### About this exercise
Search the material and gather each line with "join" in it.

### Data for processing
//! Fotobox Gallery - Trash Metadata Store
//!
//! The side-table living at `<trash>/.metadata.json`. Maps a lookup key
//! to restore information. Dual-keyed: the primary key is the name the
//! file carries inside the trash folder; when trashing forced a rename,
//! a second entry keyed by the original name points at the primary via
//! `actualTrashName`, so a restore request using either name succeeds.

use std::collections::BTreeMap;
use std::fs::{self, OpenOptions};
use std::io::Write;
use chrono::{DateTime, Utc};
use serde::{Deserialize, Serialize};

use crate::config::GalleryConfig;
use crate::error::GalleryResult;

/// Restore information for one trashed photo
#[derive(Debug, Clone, PartialEq, Serialize, Deserialize)]
#[serde(rename_all = "camelCase")]
pub struct TrashEntry {
    /// Name the photo had before it was trashed
    pub original_name: String,
    /// Date folder the photo came from; `None` for root-level photos
    pub original_folder: Option<String>,
    /// When the photo was trashed
    pub deleted_at: DateTime<Utc>,
    /// Set on alias entries only: the name the file actually carries in trash
    #[serde(default, skip_serializing_if = "Option::is_none")]
    pub actual_trash_name: Option<String>,
}

/// A lookup result carrying everything needed to restore and clean up
#[derive(Debug, Clone)]
pub struct ResolvedEntry {
    /// Name of the physical file inside the trash folder
    pub trash_name: String,
    /// Canonical restore information
    pub entry: TrashEntry,
}

/// In-memory image of the side-table
#[derive(Debug, Default, Clone, Serialize, Deserialize)]
#[serde(transparent)]
pub struct TrashMetadataStore {
    entries: BTreeMap<String, TrashEntry>,
}

impl TrashMetadataStore {
    /// Record a trashed photo under its trash-resident name.
    ///
    /// When the trash name differs from the original (collision rename),
    /// an alias entry keyed by the original name is inserted as well.
    /// The alias never displaces an existing entry: if another trashed
    /// photo already owns that key, both remain independently resolvable.
    pub fn record_trashed(
        &mut self,
        trash_name: &str,
        original_name: &str,
        original_folder: Option<&str>,
        deleted_at: DateTime<Utc>,
    ) {
        self.entries.insert(
            trash_name.to_string(),
            TrashEntry {
                original_name: original_name.to_string(),
                original_folder: original_folder.map(str::to_string),
                deleted_at,
                actual_trash_name: None,
            },
        );

        if trash_name != original_name {
            self.entries
                .entry(original_name.to_string())
                .or_insert_with(|| TrashEntry {
                    original_name: original_name.to_string(),
                    original_folder: original_folder.map(str::to_string),
                    deleted_at,
                    actual_trash_name: Some(trash_name.to_string()),
                });
        }
    }

    /// Resolve an entry by trash-resident name or original name.
    ///
    /// Exact key match first; otherwise a linear scan for any entry whose
    /// `originalName` equals the key. `None` means no restore hint is
    /// available, which callers treat as degraded, not as an error.
    pub fn lookup(&self, key: &str) -> Option<ResolvedEntry> {
        let hit = self
            .entries
            .get(key)
            .map(|entry| (key, entry))
            .or_else(|| {
                self.entries
                    .iter()
                    .find(|(_, entry)| entry.original_name == key)
                    .map(|(k, entry)| (k.as_str(), entry))
            })?;

        let (found_key, found) = hit;
        let trash_name = found
            .actual_trash_name
            .clone()
            .unwrap_or_else(|| found_key.to_string());

        // Prefer the primary entry for restore info; the alias mirrors it.
        let entry = self
            .entries
            .get(&trash_name)
            .cloned()
            .unwrap_or_else(|| found.clone());

        Some(ResolvedEntry { trash_name, entry })
    }

    /// Remove both the primary entry and, when present, its alias.
    ///
    /// The original-name key is only removed when it really aliases this
    /// file; it may belong to a different trashed photo of the same name.
    pub fn remove_resolved(&mut self, resolved: &ResolvedEntry) {
        self.entries.remove(&resolved.trash_name);
        if resolved.entry.original_name != resolved.trash_name {
            let is_alias_of_this = self
                .entries
                .get(&resolved.entry.original_name)
                .map(|e| e.actual_trash_name.as_deref() == Some(resolved.trash_name.as_str()))
                .unwrap_or(false);
            if is_alias_of_this {
                self.entries.remove(&resolved.entry.original_name);
            }
        }
    }

    pub fn len(&self) -> usize {
        self.entries.len()
    }

    pub fn is_empty(&self) -> bool {
        self.entries.is_empty()
    }

    pub fn entries(&self) -> impl Iterator<Item = (&String, &TrashEntry)> {
        self.entries.iter()
    }

    pub fn get(&self, key: &str) -> Option<&TrashEntry> {
        self.entries.get(key)
    }
}

/// Persistence handler for the side-table
pub struct TrashStore {
    config: GalleryConfig,
}

impl TrashStore {
    pub fn new(config: GalleryConfig) -> Self {
        Self { config }
    }

    /// Load the side-table.
    ///
    /// A missing or unparsable file yields an empty store with a warning;
    /// restore then degrades to the fallback folder, it never fails here.
    pub fn load(&self) -> TrashMetadataStore {
        let path = self.config.metadata_path();
        if !path.exists() {
            return TrashMetadataStore::default();
        }

        match fs::read(&path) {
            Ok(data) => match serde_json::from_slice(&data) {
                Ok(store) => store,
                Err(e) => {
                    log::warn!("Trash metadata unparsable, starting empty: {}", e);
                    TrashMetadataStore::default()
                }
            },
            Err(e) => {
                log::warn!("Trash metadata unreadable, starting empty: {}", e);
                TrashMetadataStore::default()
            }
        }
    }

    /// Replace the side-table on disk.
    ///
    /// Writes a temp file next to the target and renames over it, so a
    /// crash mid-save never leaves a half-written table behind.
    pub fn save(&self, store: &TrashMetadataStore) -> GalleryResult<()> {
        let path = self.config.metadata_path();
        if let Some(parent) = path.parent() {
            fs::create_dir_all(parent)?;
        }

        let data = serde_json::to_vec_pretty(store)?;
        let temp_path = path.with_extension("json.tmp");

        let mut file = OpenOptions::new()
            .write(true)
            .create(true)
            .truncate(true)
            .open(&temp_path)?;
        file.write_all(&data)?;
        file.sync_all()?;

        fs::rename(&temp_path, &path)?;
        Ok(())
    }

    /// Delete the side-table file, if present
    pub fn discard(&self) -> GalleryResult<()> {
        let path = self.config.metadata_path();
        if path.exists() {
            fs::remove_file(&path)?;
        }
        Ok(())
    }
}

#[cfg(test)]
mod tests {
    use super::*;
    use tempfile::tempdir;

    fn store_at(root: &std::path::Path) -> TrashStore {
        TrashStore::new(GalleryConfig::new(root))
    }

    #[test]
    fn test_record_without_rename_has_no_alias() {
        let mut store = TrashMetadataStore::default();
        store.record_trashed("foo.jpg", "foo.jpg", Some("20250101_Photobooth"), Utc::now());

        assert_eq!(store.len(), 1);
        assert!(store.get("foo.jpg").unwrap().actual_trash_name.is_none());
    }

    #[test]
    fn test_record_with_rename_inserts_alias() {
        let mut store = TrashMetadataStore::default();
        store.record_trashed("foo_1.jpg", "foo.jpg", Some("20250101_Photobooth"), Utc::now());

        assert_eq!(store.len(), 2);
        assert_eq!(
            store.get("foo.jpg").unwrap().actual_trash_name.as_deref(),
            Some("foo_1.jpg")
        );
        assert!(store.get("foo_1.jpg").unwrap().actual_trash_name.is_none());
    }

    #[test]
    fn test_lookup_by_either_key_resolves_same_file() {
        let mut store = TrashMetadataStore::default();
        store.record_trashed("foo_1.jpg", "foo.jpg", None, Utc::now());

        let by_trash = store.lookup("foo_1.jpg").unwrap();
        let by_original = store.lookup("foo.jpg").unwrap();

        assert_eq!(by_trash.trash_name, "foo_1.jpg");
        assert_eq!(by_original.trash_name, "foo_1.jpg");
        assert_eq!(by_trash.entry.original_name, "foo.jpg");
        assert_eq!(by_original.entry.original_name, "foo.jpg");
    }

    #[test]
    fn test_remove_resolved_drops_alias_too() {
        let mut store = TrashMetadataStore::default();
        store.record_trashed("foo_1.jpg", "foo.jpg", None, Utc::now());

        let resolved = store.lookup("foo.jpg").unwrap();
        store.remove_resolved(&resolved);

        assert!(store.is_empty());
    }

    #[test]
    fn test_alias_never_displaces_existing_entry() {
        let mut store = TrashMetadataStore::default();
        store.record_trashed("foo.jpg", "foo.jpg", Some("20250102_Photobooth"), Utc::now());
        store.record_trashed("foo_1.jpg", "foo.jpg", Some("20250101_Photobooth"), Utc::now());

        // Both photos keep their own folder
        assert_eq!(
            store.get("foo.jpg").unwrap().original_folder.as_deref(),
            Some("20250102_Photobooth")
        );
        assert_eq!(
            store.get("foo_1.jpg").unwrap().original_folder.as_deref(),
            Some("20250101_Photobooth")
        );

        // Removing the renamed one must not take the other's entry with it
        let resolved = store.lookup("foo_1.jpg").unwrap();
        store.remove_resolved(&resolved);
        assert!(store.get("foo.jpg").is_some());
    }

    #[test]
    fn test_lookup_unknown_key_is_none() {
        let store = TrashMetadataStore::default();
        assert!(store.lookup("nope.jpg").is_none());
    }

    #[test]
    fn test_load_missing_file_is_empty() {
        let dir = tempdir().unwrap();
        assert!(store_at(dir.path()).load().is_empty());
    }

    #[test]
    fn test_load_corrupt_file_is_empty() {
        let dir = tempdir().unwrap();
        let trash = store_at(dir.path());
        std::fs::create_dir_all(dir.path().join("papierkorb")).unwrap();
        std::fs::write(dir.path().join("papierkorb/.metadata.json"), b"{ nope").unwrap();

        assert!(trash.load().is_empty());
    }

    #[test]
    fn test_save_load_round_trip() {
        let dir = tempdir().unwrap();
        let persistence = store_at(dir.path());

        let mut store = TrashMetadataStore::default();
        store.record_trashed("a_1.jpg", "a.jpg", Some("20250101_Photobooth"), Utc::now());
        persistence.save(&store).unwrap();

        let loaded = persistence.load();
        assert_eq!(loaded.len(), 2);
        assert_eq!(
            loaded.get("a.jpg").unwrap().actual_trash_name.as_deref(),
            Some("a_1.jpg")
        );
    }

    #[test]
    fn test_on_disk_shape_is_camel_case() {
        let mut store = TrashMetadataStore::default();
        store.record_trashed("a.jpg", "a.jpg", Some("20250101_Photobooth"), Utc::now());

        let json = serde_json::to_string(&store).unwrap();
        assert!(json.contains("\"originalName\""));
        assert!(json.contains("\"originalFolder\""));
        assert!(json.contains("\"deletedAt\""));
        // No alias on a non-renamed entry
        assert!(!json.contains("actualTrashName"));
    }

    #[test]
    fn test_discard_removes_file() {
        let dir = tempdir().unwrap();
        let persistence = store_at(dir.path());
        persistence.save(&TrashMetadataStore::default()).unwrap();
        assert!(dir.path().join("papierkorb/.metadata.json").exists());

        persistence.discard().unwrap();
        assert!(!dir.path().join("papierkorb/.metadata.json").exists());
    }
}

### Solution for this task
        std::fs::create_dir_all(dir.path().join("papierkorb")).unwrap();
        std::fs::write(dir.path().join("papierkorb/.metadata.json"), b"{ nope").unwrap();
        assert!(dir.path().join("papierkorb/.metadata.json").exists());
        assert!(!dir.path().join("papierkorb/.metadata.json").exists());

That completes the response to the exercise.